7.   Figure 1(D); It isn't easy to recognize which clusters the authors mentioned in the main text. I would suggest numbering each cluster in addition to coloring it and describing the cluster number indicated in the text accordingly (e.g., lines 286-7, lines 289-90, and 293-294). 

8.   Improper use of terminology

i)    Fig. 1D; t-SNE would be correct.

ii)  Fig. 2. B6 is better to use instead of C57.

iii)Line 320; Figure 1D should be Figure 1E.

iv) Page 4, line 152; DNAse I change to DNase I.

v)  Page 13, line 449; PBMS-hu-NSG-A2 change to PBMC-hu-NSG-A2.

vi) Page 14, line 465; Figure 4B (left panel) change to (right panel).

vii) Figure S1 B. Left panel, an extra word (F).

Author Response

Please see the attachment.

Author Response File: Author Response.pdf

Round 2

Reviewer 2 Report

Most of our concerns have been addressed in the current version of the manuscript except for one minor point regarding the irradiation method.

 

Minor comment

Irradiation method: This reviewer would like to make sure if NSG-A2 mice were irradiated upon PBMC injection. If they were not irradiated for establishing Hu-PBL-NSG-A2 mice, the authors would indicate “non-irradiated” NSG-A2 mice in line 124 (Page 3). In addition, the lethal irradiation dose must be 1000 cGy (=10 Gy). The authors should correct the dose.

Author Response

We would like to thank Reviewer 2 for the very on-point corrections. We have taken them into account and improved the manuscript accordingly (changes in red).

Minor comment

Irradiation method: This reviewer would like to make sure if NSG-A2 mice were irradiated upon PBMC injection. If they were not irradiated for establishing Hu-PBL-NSG-A2 mice, the authors would indicate “non-irradiated” NSG-A2 mice in line 124 (Page 3). In addition, the lethal irradiation dose must be 1000 cGy (=10 Gy). The authors should correct the dose.
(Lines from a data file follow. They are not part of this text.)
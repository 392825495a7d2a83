use async_trait::async_trait;
use chrono::DateTime;
use chrono::Utc;

use crate::credential::errors::CredentialError;
use crate::credential::errors::StoreError;
use crate::credential::models::BootstrapUser;
use crate::credential::models::Identity;
use crate::credential::models::Password;
use crate::credential::models::TokenResponse;
use crate::credential::models::UserId;

/// Port for credential lifecycle operations.
#[async_trait]
pub trait CredentialServicePort: Send + Sync + 'static {
    /// Create an identity, or accept a retry of an identical creation.
    ///
    /// # Arguments
    /// * `id` - Identity ID chosen by the caller
    /// * `password` - Plaintext password
    ///
    /// # Errors
    /// * `Conflict` - Identity exists with a different password
    /// * `Unauthorized` - Identity exists but could not be verified
    /// * `Internal` - Storage or hashing failed
    async fn create_user(&self, id: &UserId, password: &Password) -> Result<(), CredentialError>;

    /// Verify a password and issue a fresh token pair.
    ///
    /// # Errors
    /// * `Unauthorized` - Unknown identity or wrong password (indistinguishable)
    /// * `Internal` - Storage or signing failed
    async fn login_user(
        &self,
        id: &UserId,
        password: &Password,
    ) -> Result<TokenResponse, CredentialError>;

    /// Exchange the current refresh token for a fresh token pair.
    ///
    /// The presented token is unusable afterwards, even if the caller never receives
    /// the response.
    ///
    /// # Errors
    /// * `Unauthorized` - Token is not the current one, or has expired
    /// * `Internal` - Storage or signing failed
    async fn refresh_token(
        &self,
        id: &UserId,
        refresh_token: &str,
    ) -> Result<TokenResponse, CredentialError>;

    /// Replace the password with a freshly salted digest.
    ///
    /// Refresh token state is left untouched.
    ///
    /// # Errors
    /// * `Unauthorized` - Identity does not exist
    /// * `Internal` - Storage or hashing failed
    async fn update_password(&self, id: &UserId, password: &Password)
        -> Result<(), CredentialError>;

    /// Delete an identity. Deleting a missing identity succeeds.
    ///
    /// # Errors
    /// * `Internal` - Storage failed
    async fn delete_user(&self, id: &UserId) -> Result<(), CredentialError>;

    /// Seed configured identities and remove bootstrapped identities no longer configured.
    ///
    /// Safe to run on every startup.
    ///
    /// # Errors
    /// * `Conflict` - A configured identity exists with a different password
    /// * `Unauthorized` - A configured identity exists but could not be verified
    /// * `Internal` - Storage or hashing failed
    async fn bootstrap(&self, users: &[BootstrapUser]) -> Result<(), CredentialError>;
}

/// Durable storage for identities and their refresh token state.
///
/// Every operation is a single atomic row-level statement; the service holds no locks
/// across calls and relies on these guarantees for correctness.
#[async_trait]
pub trait CredentialStore: Send + Sync + 'static {
    /// Insert a new identity.
    ///
    /// # Errors
    /// * `AlreadyExists` - An identity with this id exists
    /// * `Database` - Storage failed
    async fn create(&self, identity: Identity) -> Result<(), StoreError>;

    /// Recompute the digest of `password` with the stored salt and compare.
    ///
    /// # Errors
    /// * `NotFound` - No identity with this id
    /// * `Unauthorized` - Digest mismatch
    /// * `Hashing` - Stored salt unusable
    /// * `Database` - Storage failed
    async fn verify_password(&self, id: &UserId, password: &Password) -> Result<(), StoreError>;

    /// Set the last login time.
    ///
    /// # Errors
    /// * `NotFound` - No identity with this id
    /// * `Database` - Storage failed
    async fn record_login(&self, id: &UserId, at: DateTime<Utc>) -> Result<(), StoreError>;

    /// Overwrite the refresh token unconditionally.
    ///
    /// # Errors
    /// * `NotFound` - No identity with this id
    /// * `Database` - Storage failed
    async fn update_refresh_token(
        &self,
        id: &UserId,
        refresh_token: &str,
        expires_at: DateTime<Utc>,
    ) -> Result<(), StoreError>;

    /// Check that `refresh_token` is the current token and `expires_at > now`.
    ///
    /// Read-only; see [`CredentialStore::rotate_refresh_token`] for the write.
    ///
    /// # Errors
    /// * `Unauthorized` - Token mismatch, expired, or no identity
    /// * `Database` - Storage failed
    async fn check_refresh_token(
        &self,
        id: &UserId,
        refresh_token: &str,
        now: DateTime<Utc>,
    ) -> Result<(), StoreError>;

    /// Replace `presented` with `refresh_token` in a single conditional write.
    ///
    /// Succeeds only if `presented` is still the current, unexpired token, so of two
    /// concurrent rotations of the same token exactly one wins.
    ///
    /// # Errors
    /// * `Unauthorized` - No row matched
    /// * `Database` - Storage failed
    async fn rotate_refresh_token(
        &self,
        id: &UserId,
        presented: &str,
        refresh_token: &str,
        expires_at: DateTime<Utc>,
        now: DateTime<Utc>,
    ) -> Result<(), StoreError>;

    /// Replace the password digest and salt.
    ///
    /// # Errors
    /// * `NotFound` - No identity with this id
    /// * `Database` - Storage failed
    async fn update_password(
        &self,
        id: &UserId,
        password_digest: &str,
        salt: &str,
    ) -> Result<(), StoreError>;

    /// Remove an identity. Removing a missing identity succeeds.
    ///
    /// # Errors
    /// * `Database` - Storage failed
    async fn delete(&self, id: &UserId) -> Result<(), StoreError>;

    /// Remove bootstrapped identities whose id is not in `keep`.
    ///
    /// # Returns
    /// Number of identities removed
    ///
    /// # Errors
    /// * `Database` - Storage failed
    async fn delete_bootstrapped_except(&self, keep: &[UserId]) -> Result<u64, StoreError>;
}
Response: we would like to confirmed that the recipient animals were not irradiated, only the skin donors. To clarify this point we have changed the text on page 3, line 124: [Afterwards, PBMCs were immediately injected into non-irradiated NSG-A2 mice for engraftment or cryo-preserved] and  line 131: [Briefly, whole ears from lethally irradiated (1000 cGy) donor mice (NSG-A2_C57BL/6J and NSG-A2_K14E7) were surgically removed and split into dorsal and ventral surfaces. The remaining cartilage tissue was gently removed with a scalpel, and two dorsal sheets were placed onto an ~1cm² incision on each thoracic flank of fully anesthetized non-irradiated NSG-A2 recipients].